Journal Article


Michael Gill
Ian H Robertson
Celine Mullins
Aiveen Kirley
Ziarih Hawi
Katharina Domschke
Mark A. Bellgrove



alleles methionine male physiopathology cognition disorders attention physiology dopamine attention deficit disorder with hyperactivity humans child genotype adolescent polymorphism genetic psychomotor performance female prefrontal cortex enzymology catechol o methyltransferase genetics metabolism

The methionine allele of the COMT polymorphism impairs prefrontal cognition in children and adolescents with ADHD. (2004)

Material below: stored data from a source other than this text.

//! Order repository
//!
//! Order creation is multi-step (verify user, insert order, insert
//! lines) and runs in a single transaction.

use chrono::{DateTime, Utc};
use sqlx::{PgPool, Row};
use uuid::Uuid;

use super::DbError;

/// Order record from database
#[derive(Debug, Clone, sqlx::FromRow)]
pub struct Order {
    pub order_id: String,
    pub user_id: String,
    pub created_at: DateTime<Utc>,
    pub status: String,
}

/// Line in an order creation request
#[derive(Debug, Clone)]
pub struct NewOrderLine {
    pub item_id: String,
    pub quantity: i32,
}

/// Order repository
pub struct OrderRepo<'a> {
    pool: &'a PgPool,
}

impl<'a> OrderRepo<'a> {
    pub fn new(pool: &'a PgPool) -> Self {
        Self { pool }
    }

    /// Create an order with its lines.
    ///
    /// Runs in a transaction: if the user or any referenced item is
    /// missing, nothing is inserted.
    pub async fn create(&self, user_id: &str, lines: &[NewOrderLine]) -> Result<Order, DbError> {
        let mut tx = self.pool.begin().await?;

        let user = sqlx::query("SELECT 1 FROM users WHERE user_id = $1")
            .bind(user_id)
            .fetch_optional(&mut *tx)
            .await?;
        if user.is_none() {
            return Err(DbError::NotFound {
                resource: "user",
                id: user_id.to_owned(),
            });
        }

        let order_id = Uuid::new_v4().to_string();
        let row = sqlx::query(
            r#"
            INSERT INTO orders (order_id, user_id, status)
            VALUES ($1, $2, 'pending')
            RETURNING order_id, user_id, created_at, status
            "#,
        )
        .bind(&order_id)
        .bind(user_id)
        .fetch_one(&mut *tx)
        .await?;

        for line in lines {
            let item = sqlx::query("SELECT 1 FROM items WHERE item_id = $1")
                .bind(&line.item_id)
                .fetch_optional(&mut *tx)
                .await?;
            if item.is_none() {
                return Err(DbError::NotFound {
                    resource: "item",
                    id: line.item_id.clone(),
                });
            }

            sqlx::query(
                r#"
                INSERT INTO order_items (id, order_id, item_id, quantity)
                VALUES ($1, $2, $3, $4)
                "#,
            )
            .bind(Uuid::new_v4().to_string())
            .bind(&order_id)
            .bind(&line.item_id)
            .bind(line.quantity)
            .execute(&mut *tx)
            .await?;
        }

        let order = Order {
            order_id: row.get("order_id"),
            user_id: row.get("user_id"),
            created_at: row.get("created_at"),
            status: row.get("status"),
        };

        tx.commit().await?;
        Ok(order)
    }

    /// Get an order by id.
    pub async fn get(&self, order_id: &str) -> Result<Order, DbError> {
        let row = sqlx::query(
            "SELECT order_id, user_id, created_at, status FROM orders WHERE order_id = $1",
        )
        .bind(order_id)
        .fetch_optional(self.pool)
        .await?
        .ok_or_else(|| DbError::NotFound {
            resource: "order",
            id: order_id.to_owned(),
        })?;

        Ok(Order {
            order_id: row.get("order_id"),
            user_id: row.get("user_id"),
            created_at: row.get("created_at"),
            status: row.get("status"),
        })
    }
}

Abstract ADHD is a highly heritable psychiatric disorder of childhood. A functional polymorphism (Val158Met) of the catechol-O-methyltransferase (COMT) gene has attracted interest as a candidate gene for ADHD. The high-activity valine variant of this polymorphism degrades prefrontal dopamine three to four times more quickly than the low-activity methionine variant and could therefore contribute to the proposed hypodopaminergic state in ADHD. Here we tested for association of this polymorphism with ADHD and examined its influence on prefrontal cognition in ADHD. We have previously reported no association of the Val158Met COMT gene polymorphism in 94 Irish ADHD families (Hawi et al. (2000) Am J Med Genet 96:282-284). Here we re-examined this finding with an extended sample of 179 ADHD cases using a family control design. We also examined the performance of children and adolescents with ADHD (n = 61) on a standardised test of sustained attention. Analysis confirmed the absence of an association between the Val158Met COMT gene polymorphism and the clinical phenotype of ADHD. COMT genotype, however, affected prefrontal cognition in ADHD: ADHD children who were homozygous for the valine variant had significantly better sustained attention than those ADHD children possessing at least one copy of the methionine variant. Children possessing the methionine variant performed significantly below age-related norms on tests of sustained attention. Contrary to expectations, the methionine variant of the Val158Met COMT gene polymorphism impaired prefrontally-mediated cognition in ADHD. This effect may be understood by positing a hyper-functioning of prefrontal dopaminergic systems. Against this background, the slower clearance of dopamine associated with the methionine variant of the COMT gene polymorphism may be disadvantageous to cognition in ADHD.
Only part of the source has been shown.